BEGIN Dataset records

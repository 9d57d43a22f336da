use std::collections::HashSet;

use rand::distributions::Alphanumeric;
use rand::Rng;
use tokio::sync::mpsc::UnboundedSender;
use tokio::task::JoinHandle;
use tungstenite::protocol::Message as WsMessage;

use crate::registry::subscription::Subscription;

/// Identifier length for single-key connections.
pub const SINGLE_KEY_ID_LENGTH: usize = 6;
/// Identifier length for multi-key connections.
pub const MULTI_KEY_ID_LENGTH: usize = 12;

/// Represents one live client channel in the server.
///
/// Holds the server-assigned identifier, the outbound sink for this client,
/// the remote address, the connection attributes, the ordered list of
/// subscriptions owned by this connection, and the set of API keys with
/// access tracking enabled.
#[derive(Debug)]
pub struct Connection {
    pub id: String,
    pub remote_addr: String,
    /// Set when the connection was bound to a single API key at handshake.
    /// Such a connection never has subscriptions changed by client request.
    pub single_key: bool,
    pub sender: UnboundedSender<WsMessage>,
    /// Ordered list of live subscriptions owned by this connection.
    pub subscriptions: Vec<Subscription>,
    /// API keys with access tracking explicitly enabled. Single-key
    /// connections track their key implicitly and do not appear here.
    pub(crate) tracked_keys: HashSet<String>,
    keepalive: Option<JoinHandle<()>>,
}

impl Connection {
    pub fn new(
        id: String,
        sender: UnboundedSender<WsMessage>,
        remote_addr: String,
        single_key: bool,
    ) -> Self {
        Self {
            id,
            remote_addr,
            single_key,
            sender,
            subscriptions: Vec::new(),
            tracked_keys: HashSet::new(),
            keepalive: None,
        }
    }

    pub(crate) fn set_keepalive(&mut self, handle: JoinHandle<()>) {
        self.keepalive = Some(handle);
    }

    pub(crate) fn stop_keepalive(&self) {
        if let Some(handle) = &self.keepalive {
            handle.abort();
        }
    }
}

/// Generates a random alphanumeric connection identifier of the given
/// length. Uniqueness among live connections is enforced by the registry,
/// which retries on collision.
pub(crate) fn generate_connection_id(length: usize) -> String {
    rand::thread_rng()
        .sample_iter(&Alphanumeric)
        .take(length)
        .map(char::from)
        .collect()
}
use std::sync::Arc;
use std::time::Duration;

use tokio_util::sync::CancellationToken;
use tracing::{debug, warn};

use crate::ingest::envelope::{decode_body, Notification};
use crate::ingest::source::IngestSource;
use crate::registry::SharedRegistry;
use crate::utils::logging::redact_key;

/// Pause before retrying after a failed receive.
const RECEIVE_RETRY_DELAY: Duration = Duration::from_secs(1);

/// The ingest loop: pulls batches from the source, decodes each envelope
/// and invokes the matching registry handler, then acknowledges the batch.
///
/// Malformed envelopes are logged and skipped but their batch is still
/// deleted, so a poison message cannot loop forever. Acknowledgement
/// failures are logged and counted without aborting the loop.
pub async fn run(
    source: Arc<dyn IngestSource>,
    registry: SharedRegistry,
    shutdown: CancellationToken,
) {
    let mut ack_failures: u64 = 0;
    loop {
        let batch = tokio::select! {
            _ = shutdown.cancelled() => break,
            received = source.receive() => match received {
                Ok(batch) => batch,
                Err(e) => {
                    warn!("ingest receive failed: {}", e);
                    tokio::time::sleep(RECEIVE_RETRY_DELAY).await;
                    continue;
                }
            },
        };
        if batch.is_empty() {
            continue;
        }

        let mut receipt_handles = Vec::with_capacity(batch.len());
        for envelope in batch {
            receipt_handles.push(envelope.receipt_handle.clone());
            match decode_body(&envelope.body) {
                Ok(notification) => dispatch(&registry, notification),
                Err(e) => {
                    warn!("skipping malformed envelope {}: {}", envelope.message_id, e);
                }
            }
        }

        if let Err(e) = source.delete(receipt_handles).await {
            ack_failures += 1;
            warn!("failed to acknowledge batch ({} total failures): {}", ack_failures, e);
        }
    }
    debug!("ingest loop stopped");
}

fn dispatch(registry: &SharedRegistry, notification: Notification) {
    let mut reg = registry.lock().unwrap();
    match notification {
        Notification::TopicUpdated { topic, version } => {
            debug!("ingest topicUpdated {} v{}", topic, version);
            reg.on_topic_updated(&topic, version);
        }
        Notification::TopicAdded { api_key, topic } => {
            debug!("ingest topicAdded {} {}", redact_key(&api_key), topic);
            reg.on_topic_added(&api_key, &topic);
        }
        Notification::TopicRemoved { api_key, topic } => {
            debug!("ingest topicRemoved {} {}", redact_key(&api_key), topic);
            reg.on_topic_removed(&api_key, &topic);
        }
        Notification::TopicDeleted { topic } => {
            debug!("ingest topicDeleted {}", topic);
            reg.on_topic_deleted(&topic);
        }
    }
}
//! The `registry` module is the core of the fan-out server.
//!
//! It contains the following main components:
//!
//! - `Registry`: the engine owning the three subscription indexes and all
//!   mutations, including the notification fan-out handlers.
//! - `Connection`: one live client channel with its outbound sink.
//! - `Subscription`: the `(connection, apiKey, topic)` value triple.
//!
//! The registry is the single serialization point for subscription state:
//! it is shared as `Arc<Mutex<Registry>>` and every operation observes and
//! leaves the indexes consistent.

pub mod connection;
pub mod engine;
pub mod subscription;

use std::sync::{Arc, Mutex};

pub use connection::Connection;
pub use engine::Registry;
pub use subscription::{Subscription, PUBLIC_KEY};

/// The registry behind its single lock, as shared across the transport,
/// protocol handler and ingest dispatcher.
pub type SharedRegistry = Arc<Mutex<Registry>>;
//! Process lifecycle: boots the ingest source, listener, status timer and
//! ingest loop in order, then waits for a signal or a fault and drives the
//! shutdown sequence.

use std::sync::atomic::{AtomicBool, Ordering};
use std::sync::{Arc, Mutex};
use std::time::Duration;

use anyhow::Context;
use tokio::net::TcpListener;
use tokio::time::interval;
use tokio_util::sync::CancellationToken;
use tracing::{error, info, warn};

use crate::config::Settings;
use crate::identity::{HttpIdentityResolver, IdentityResolver};
use crate::ingest::{dispatcher, ChannelSource, HttpQueueSource, IngestHandle, IngestSource};
use crate::registry::{Registry, SharedRegistry};
use crate::transport::{self, accept, ServerState};

/// Runs the server to completion. Returns after a clean shutdown; an error
/// return means the process should exit non-zero.
pub async fn run(settings: Settings) -> anyhow::Result<()> {
    // Boot order: ingest source provisioned, listener bound, status timer
    // armed, ingest loop entered.
    let (source, ingest_handle): (Arc<dyn IngestSource>, Option<IngestHandle>) = if settings.dev {
        let (source, handle) = ChannelSource::new();
        info!("dev mode: using in-memory ingest source");
        (Arc::new(source), Some(handle))
    } else {
        let source = HttpQueueSource::provision(&settings.api, &settings.ingest.topic)
            .await
            .context("failed to provision ingest queue")?;
        (Arc::new(source), None)
    };

    let resolver: Arc<dyn IdentityResolver> = Arc::new(HttpIdentityResolver::new(&settings.api)?);
    let registry: SharedRegistry = Arc::new(Mutex::new(Registry::new(Duration::from_secs(
        settings.stream.keepalive_interval,
    ))));

    let tls = match (settings.server.https, &settings.server.cert_path) {
        (true, Some(path)) => Some(accept::load_tls_acceptor(path)?),
        (true, None) => anyhow::bail!("https is enabled but cert_path is not set"),
        _ => None,
    };

    let listener = TcpListener::bind((settings.server.hostname.as_str(), settings.server.port))
        .await
        .with_context(|| {
            format!("failed to bind {}:{}", settings.server.hostname, settings.server.port)
        })?;
    info!(
        "listening on {}:{} (https: {})",
        settings.server.hostname, settings.server.port, settings.server.https
    );

    let shutdown = CancellationToken::new();
    let state = Arc::new(ServerState {
        registry: registry.clone(),
        resolver,
        settings: settings.clone(),
        ingest: ingest_handle,
        tls,
    });

    let mut server = tokio::spawn(transport::run_server(listener, state, shutdown.clone()));
    let status = tokio::spawn(status_loop(
        registry.clone(),
        settings.stream.status_interval,
        shutdown.clone(),
    ));
    let mut ingest_loop = tokio::spawn(dispatcher::run(
        source.clone(),
        registry.clone(),
        shutdown.clone(),
    ));

    let fault = tokio::select! {
        _ = tokio::signal::ctrl_c() => {
            info!("interrupt received, shutting down");
            false
        }
        _ = terminate_signal() => {
            info!("terminate received, shutting down");
            false
        }
        result = &mut server => {
            error!("transport loop exited unexpectedly: {:?}", result);
            true
        }
        result = &mut ingest_loop => {
            error!("ingest loop exited unexpectedly: {:?}", result);
            true
        }
    };

    shutdown_sequence(
        &registry,
        source.as_ref(),
        &shutdown,
        settings.stream.shutdown_delay,
    )
    .await;
    status.abort();

    if fault {
        anyhow::bail!("shut down after fault");
    }
    Ok(())
}

/// The shutdown sequence: stop accepting, deregister every connection,
/// cancel the timers and ingest loop, release the ingest source, then wait
/// out the grace period. A second invocation while one is in progress
/// returns immediately.
async fn shutdown_sequence(
    registry: &SharedRegistry,
    source: &dyn IngestSource,
    shutdown: &CancellationToken,
    delay_ms: u64,
) {
    static STOPPING: AtomicBool = AtomicBool::new(false);
    if STOPPING.swap(true, Ordering::SeqCst) {
        return;
    }
    shutdown.cancel();
    let ids = {
        let mut reg = registry.lock().unwrap();
        let ids = reg.connection_ids();
        for id in &ids {
            reg.deregister_connection(id);
        }
        ids
    };
    info!("deregistered {} connections", ids.len());
    if let Err(e) = source.release().await {
        warn!("failed to release ingest source: {}", e);
    }
    tokio::time::sleep(Duration::from_millis(delay_ms)).await;
}

/// Logs connection and subscription counts every `interval_secs` seconds.
async fn status_loop(registry: SharedRegistry, interval_secs: u64, shutdown: CancellationToken) {
    if interval_secs == 0 {
        return;
    }
    let mut ticker = interval(Duration::from_secs(interval_secs));
    ticker.tick().await;
    loop {
        tokio::select! {
            _ = shutdown.cancelled() => break,
            _ = ticker.tick() => {
                let (connections, subscriptions) = {
                    let reg = registry.lock().unwrap();
                    (reg.connection_count(), reg.subscription_count())
                };
                info!("status: {} connections, {} subscriptions", connections, subscriptions);
            }
        }
    }
}

#[cfg(unix)]
async fn terminate_signal() {
    use tokio::signal::unix::{signal, SignalKind};
    match signal(SignalKind::terminate()) {
        Ok(mut term) => {
            term.recv().await;
        }
        Err(e) => {
            warn!("failed to install SIGTERM handler: {}", e);
            std::future::pending::<()>().await;
        }
    }
}

#[cfg(not(unix))]
async fn terminate_signal() {
    std::future::pending::<()>().await;
}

END Dataset records

● **Exercise aim**
Take the line that contains "if interval_secs == 0" and each line after it through the end of the records, and repeat them all exactly. Nothing else.

● **Your solution**
    if interval_secs == 0 {
        return;
    }
    let mut ticker = interval(Duration::from_secs(interval_secs));
    ticker.tick().await;
    loop {
        tokio::select! {
            _ = shutdown.cancelled() => break,
            _ = ticker.tick() => {
                let (connections, subscriptions) = {
                    let reg = registry.lock().unwrap();
                    (reg.connection_count(), reg.subscription_count())
                };
                info!("status: {} connections, {} subscriptions", connections, subscriptions);
            }
        }
    }
}

#[cfg(unix)]
async fn terminate_signal() {
    use tokio::signal::unix::{signal, SignalKind};
    match signal(SignalKind::terminate()) {
        Ok(mut term) => {
            term.recv().await;
        }
        Err(e) => {
            warn!("failed to install SIGTERM handler: {}", e);
            std::future::pending::<()>().await;
        }
    }
}

#[cfg(not(unix))]
async fn terminate_signal() {
    std::future::pending::<()>().await;
}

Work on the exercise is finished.